輸入工作機械とデットコピー | 世界珍ネタHunter!

世界珍ネタHunter!

平凡な毎日を珍ネタで生活に潤いを・・・?

戦前、要求される機械加工精度の高さと量産設備の拡大に伴い三菱や中島でもイギリス、アメリカ、フランス、ドイツ等から輸入された高価な工作機械を購入し、一部の工作機械は社内に設けられた工作機械製造部門にまわされ分解されデットコピーされたり一部を簡素化した汎用型を製作していた。当時、飛行機とは直接関係が無かったトヨタ自動車でも高精度な輸入工作機械を購入し、紡織機を製造しながら、精密加工のトレーニングと称して工作機械のデットコピーを行い社内の工作機械製作能力を高め、必要とする工作機械を製作して、自動車生産技術を築き上げていった。
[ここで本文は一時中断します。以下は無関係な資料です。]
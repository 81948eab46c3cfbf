//! JSON family codec.
//!
//! Pairs, tables, tuples and collections encode as arrays; records encode as
//! objects keyed by field name (key order is canonical, so equal values
//! produce equal bytes). Bytes encode as arrays of numbers. Non-finite doubles
//! encode as the strings `"NaN"`, `"Infinity"` and `"-Infinity"`.

use super::{Capabilities, Family, FamilyCodec, LogicalType, PrimitiveKind, mismatch};
use crate::error::CodecError;
use crate::value::Value;
use serde_json::{Map, Number, Value as Json};

pub struct JsonCodec;

impl FamilyCodec for JsonCodec {
    fn family(&self) -> Family {
        Family::Json
    }

    fn encode(&self, ty: &LogicalType, value: &Value) -> Result<Vec<u8>, CodecError> {
        let json = to_json(ty, value)?;
        serde_json::to_vec(&json).map_err(|e| CodecError::Unencodable(e.to_string()))
    }

    fn decode(&self, ty: &LogicalType, bytes: &[u8]) -> Result<Value, CodecError> {
        let json: Json = serde_json::from_slice(bytes).map_err(|e| malformed(e.to_string()))?;
        from_json(ty, json)
    }

    fn capabilities(&self, ty: &LogicalType) -> Capabilities {
        super::structural_capabilities(ty, false)
    }
}

fn malformed(reason: impl Into<String>) -> CodecError {
    CodecError::Malformed {
        family: Family::Json,
        reason: reason.into(),
    }
}

pub(crate) fn to_json(ty: &LogicalType, value: &Value) -> Result<Json, CodecError> {
    Ok(match (ty, value) {
        (LogicalType::Primitive(PrimitiveKind::Boolean), Value::Bool(b)) => Json::Bool(*b),
        (LogicalType::Primitive(PrimitiveKind::Int), Value::Int(v)) => Json::from(*v),
        (LogicalType::Primitive(PrimitiveKind::Long), Value::Long(v)) => Json::from(*v),
        (LogicalType::Primitive(PrimitiveKind::Double), Value::Double(v)) => {
            match Number::from_f64(*v) {
                Some(n) => Json::Number(n),
                None if v.is_nan() => Json::String("NaN".into()),
                None if *v > 0.0 => Json::String("Infinity".into()),
                None => Json::String("-Infinity".into()),
            }
        }
        (LogicalType::Primitive(PrimitiveKind::String), Value::Str(s)) => Json::String(s.clone()),
        (LogicalType::Primitive(PrimitiveKind::Bytes), Value::Bytes(b)) => {
            Json::Array(b.iter().map(|x| Json::from(*x)).collect())
        }
        (LogicalType::Pair(a, b) | LogicalType::Table(a, b), Value::Pair(x, y)) => {
            Json::Array(vec![to_json(a, x)?, to_json(b, y)?])
        }
        (LogicalType::Tuple(types), Value::Tuple(items)) if types.len() == items.len() => {
            Json::Array(
                types
                    .iter()
                    .zip(items)
                    .map(|(t, v)| to_json(t, v))
                    .collect::<Result<_, _>>()?,
            )
        }
        (LogicalType::Collection(t), Value::Collection(items)) => Json::Array(
            items
                .iter()
                .map(|v| to_json(t, v))
                .collect::<Result<_, _>>()?,
        ),
        (LogicalType::Record { fields, .. }, Value::Record(values))
            if fields.len() == values.len() =>
        {
            let mut map = Map::new();
            for ((name, t), (vname, v)) in fields.iter().zip(values) {
                if name != vname {
                    return Err(mismatch(ty, value));
                }
                map.insert(name.clone(), to_json(t, v)?);
            }
            Json::Object(map)
        }
        _ => return Err(mismatch(ty, value)),
    })
}

fn from_json(ty: &LogicalType, json: Json) -> Result<Value, CodecError> {
    match (ty, json) {
        (LogicalType::Primitive(PrimitiveKind::Boolean), Json::Bool(b)) => Ok(Value::Bool(b)),
        (LogicalType::Primitive(PrimitiveKind::Int), Json::Number(n)) => n
            .as_i64()
            .and_then(|v| i32::try_from(v).ok())
            .map(Value::Int)
            .ok_or_else(|| malformed(format!("{n} is not an int"))),
        (LogicalType::Primitive(PrimitiveKind::Long), Json::Number(n)) => n
            .as_i64()
            .map(Value::Long)
            .ok_or_else(|| malformed(format!("{n} is not a long"))),
        (LogicalType::Primitive(PrimitiveKind::Double), Json::Number(n)) => n
            .as_f64()
            .map(Value::Double)
            .ok_or_else(|| malformed(format!("{n} is not a double"))),
        (LogicalType::Primitive(PrimitiveKind::Double), Json::String(s)) => match s.as_str() {
            "NaN" => Ok(Value::Double(f64::NAN)),
            "Infinity" => Ok(Value::Double(f64::INFINITY)),
            "-Infinity" => Ok(Value::Double(f64::NEG_INFINITY)),
            other => Err(malformed(format!("`{other}` is not a double"))),
        },
        (LogicalType::Primitive(PrimitiveKind::String), Json::String(s)) => Ok(Value::Str(s)),
        (LogicalType::Primitive(PrimitiveKind::Bytes), Json::Array(items)) => items
            .into_iter()
            .map(|j| {
                j.as_u64()
                    .and_then(|v| u8::try_from(v).ok())
                    .ok_or_else(|| malformed("byte out of range"))
            })
            .collect::<Result<Vec<u8>, _>>()
            .map(Value::Bytes),
        (LogicalType::Pair(a, b) | LogicalType::Table(a, b), Json::Array(items)) => {
            let [x, y]: [Json; 2] = items
                .try_into()
                .map_err(|_| malformed("pair must have exactly two elements"))?;
            Ok(Value::Pair(
                Box::new(from_json(a, x)?),
                Box::new(from_json(b, y)?),
            ))
        }
        (LogicalType::Tuple(types), Json::Array(items)) => {
            if types.len() != items.len() {
                return Err(malformed(format!(
                    "tuple of arity {} has {} elements",
                    types.len(),
                    items.len()
                )));
            }
            types
                .iter()
                .zip(items)
                .map(|(t, j)| from_json(t, j))
                .collect::<Result<_, _>>()
                .map(Value::Tuple)
        }
        (LogicalType::Collection(t), Json::Array(items)) => items
            .into_iter()
            .map(|j| from_json(t, j))
            .collect::<Result<_, _>>()
            .map(Value::Collection),
        (LogicalType::Record { name, fields }, Json::Object(mut map)) => {
            let mut out = Vec::with_capacity(fields.len());
            for (field, t) in fields {
                let j = map
                    .remove(field)
                    .ok_or_else(|| malformed(format!("record {name} is missing field `{field}`")))?;
                out.push((field.clone(), from_json(t, j)?));
            }
            Ok(Value::Record(out))
        }
        (ty, other) => Err(malformed(format!("expected {ty}, found {other}"))),
    }
}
1940年台に活躍したトヨタ製の汎用旋盤は、現在の様な汎用型旋盤であり横長でベッド、主軸台、心押し台、往復台、送り機構から構成され、機械の大きさは心距離間500~5000mm程の大きさの汎用旋盤であった。現存するトヨタE型旋盤は、名古屋の産業技術記念館で保存され見る事が出来る。旋盤は工作物に回転を与え、バイトで外丸削り、中ぐり、正面削り、ネジ切り,ローレット等の機械加工が出来る工作機械である。旋盤以外にも汎用フライス盤もあるが、このフライスと言うのは、フランス語で「金属で切削する円筒状の回転式刃物」と言う意味があるとされるが、恐らくは戦前輸入された製品の多くがフランスからだった為、その名残で今でもフライス盤と称されていると推測されるがドイツ語の「Fräse」や、フランス語やオランダ語の「Fraise」に由来する説もあるとされる。英語ではミリング・カッター(Miling Cuter)称させる。フライス盤は数個の切れ刃を持ち、回転する切削工具で、各刃が次々に工作物を削る。